宮崎駿の雑想ノート1 「知られざる巨人の末弟」
佐野史郎の静かな熱演と人間を描いた脚本・演出が印象的な秀作ラジオドラマ |
宮崎駿の連作短編集「宮崎駿の雑想ノート」から材をとった約60分のラジオドラマを収録。
1920年代、バルカン半島の架空の小国ボストニア王国が舞台。巨大爆撃機による空中艦隊を夢想した若い国王と彼が購入した巨人機が迎えた悲劇を描く。ラジオドラマ化にあたっては、原作のボストニア王国のストーリーに、現代日本から現代のバルカン半島の紛争地帯へのツアーに参加した日本人青年のストーリーをかぶせ、重層的なストーリー構成をとった。国王と日本人青年の二役を佐野史郎が演じる。
ラジオドラマということで、当然のことながら音声だけでストーリーは進むが、演出・脚本ともすばらしいものになっている。佐野史郎は声だけで二役を演じわけ見事。
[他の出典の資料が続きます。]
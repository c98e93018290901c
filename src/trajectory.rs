//! The minimal `Trajectory` container the resolvers produce and consume.
//!
//! Full playback/animation semantics are out of scope (spec §1); this is
//! just the aligned `(times, milestones)` pair with the invariants §3
//! requires.

use serde::{Deserialize, Serialize};

/// An ordered pair of aligned sequences: strictly non-decreasing `times`
/// and the corresponding `milestones`.
#[derive(Debug, Clone, Serialize, Deserialize, PartialEq)]
pub struct Trajectory<M> {
    pub times: Vec<f64>,
    pub milestones: Vec<M>,
}

impl<M: Clone> Trajectory<M> {
    /// A one-milestone trajectory at `t=0`. Used for the zero-length-segment
    /// edge case (spec §7).
    pub fn single(time: f64, milestone: M) -> Self {
        Self {
            times: vec![time],
            milestones: vec![milestone],
        }
    }

    pub fn new(times: Vec<f64>, milestones: Vec<M>) -> Self {
        debug_assert_eq!(times.len(), milestones.len());
        debug_assert!(!times.is_empty());
        debug_assert!(times.windows(2).all(|w| w[0] <= w[1]));
        Self { times, milestones }
    }

    pub fn len(&self) -> usize {
        self.times.len()
    }

    pub fn is_empty(&self) -> bool {
        self.times.is_empty()
    }

    pub fn start_time(&self) -> f64 {
        self.times[0]
    }

    pub fn end_time(&self) -> f64 {
        *self.times.last().unwrap()
    }

    pub fn duration(&self) -> f64 {
        self.end_time() - self.start_time()
    }

    pub fn push(&mut self, time: f64, milestone: M) {
        self.times.push(time);
        self.milestones.push(milestone);
    }

    /// Rescale `times` linearly from this trajectory's own `[0,1]` domain to
    /// `[lo, hi]`, in place. Used when concatenating per-segment results
    /// from the path orchestrator (spec §4.E).
    pub fn rescale_unit_domain(&mut self, lo: f64, hi: f64) {
        for t in &mut self.times {
            *t = lo + *t * (hi - lo);
        }
    }

    /// Append `other` after `self`, dropping `other`'s own first milestone
    /// (which is assumed to coincide with `self`'s last one) and shifting
    /// its times so they start exactly where `self` ends.
    pub fn concat_relative(&mut self, mut other: Trajectory<M>) {
        if other.is_empty() {
            return;
        }
        let base = self.end_time();
        other.times.drain(..1);
        other.milestones.drain(..1);
        for t in &mut other.times {
            *t += base;
        }
        self.times.extend(other.times);
        self.milestones.extend(other.milestones);
    }

    /// Append `other` after `self` without shifting its times, dropping
    /// `other`'s first milestone (assumed to coincide with `self`'s last
    /// one). Used by the path orchestrator, where each segment has already
    /// been rescaled onto the shared path time domain (spec §4.E).
    pub fn append_aligned(&mut self, mut other: Trajectory<M>) {
        if other.is_empty() {
            return;
        }
        other.times.drain(..1);
        other.milestones.drain(..1);
        self.times.extend(other.times);
        self.milestones.extend(other.milestones);
    }
}

#[cfg(test)]
mod tests {
    use super::*;

    #[test]
    fn single_milestone_trajectory_has_len_one() {
        let t = Trajectory::single(0.0, 42);
        assert_eq!(t.len(), 1);
        assert_eq!(t.start_time(), t.end_time());
    }

    #[test]
    fn rescale_maps_unit_domain() {
        let mut t = Trajectory::new(vec![0.0, 0.5, 1.0], vec![0, 1, 2]);
        t.rescale_unit_domain(2.0, 4.0);
        assert_eq!(t.times, vec![2.0, 3.0, 4.0]);
    }

    #[test]
    fn concat_relative_drops_duplicate_join_milestone() {
        let mut a = Trajectory::new(vec![0.0, 1.0], vec![0, 1]);
        let b = Trajectory::new(vec![0.0, 0.5, 1.0], vec![1, 2, 3]);
        a.concat_relative(b);
        assert_eq!(a.times, vec![0.0, 1.0, 1.5, 2.0]);
        assert_eq!(a.milestones, vec![0, 1, 2, 3]);
    }
}
//! Overlay key handling and update logic.

use std::path::PathBuf;

use crossterm::event::KeyEvent;

use super::{Overlay, OverlayUpdate};
use crate::state::TuiState;

/// Routes a key press to the active overlay.
///
/// Returns None when no overlay is open. Editing keys for the file
/// completion popup never reach this: the caller routes them to the editor
/// first and re-derives the query afterwards.
pub fn handle_overlay_key(
    tui: &TuiState,
    overlay: &mut Option<Overlay>,
    key: KeyEvent,
) -> Option<OverlayUpdate> {
    overlay.as_mut().map(|o| o.handle_key(tui, key))
}

/// Installs a finished file listing into the completion popup, if it is
/// still open. Listings that arrive after the popup closed are dropped.
pub fn handle_files_listed(overlay: &mut Option<Overlay>, files: Vec<PathBuf>) {
    if let Some(completion) = overlay.as_mut().and_then(Overlay::as_file_completion_mut) {
        completion.set_files(files);
    }
}
//! Command definitions for the command palette.

/// Definition of a command.
#[derive(Debug, Clone)]
pub struct Command {
    /// Primary name (e.g., "clear") - without the leading slash.
    pub name: &'static str,
    /// Aliases (e.g., ["new"]) - without leading slashes.
    pub aliases: &'static [&'static str],
    /// Short description shown in palette.
    pub description: &'static str,
}

impl Command {
    /// Returns true if this command matches the given filter (case-insensitive).
    /// Matches against name and all aliases.
    pub fn matches(&self, filter: &str) -> bool {
        let filter_lower = filter.to_lowercase();
        self.name.to_lowercase().contains(&filter_lower)
            || self
                .aliases
                .iter()
                .any(|a| a.to_lowercase().contains(&filter_lower))
    }
}

/// Available commands.
pub const COMMANDS: &[Command] = &[
    Command {
        name: "clear",
        aliases: &["new"],
        description: "Clear the conversation and the draft",
    },
    Command {
        name: "editor",
        aliases: &["edit"],
        description: "Edit the draft in your external editor",
    },
    Command {
        name: "quit",
        aliases: &["q", "exit"],
        description: "Exit Quill",
    },
];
作品ごとに異なる俳優が出演しているこのシリーズの中でも、屈指の出来。
原本となった宮崎駿作品は兵器に焦点をあてた内容になっているが、ドラマ化にあたっては列強のパワーゲームの狭間で翻弄される小国のナイーブな若い国王と現代日本の平和に慣れた青年とを対比的に描く、人に注目したものになっている。それだけにこの若い国王が迎えた悲劇が印象的になった。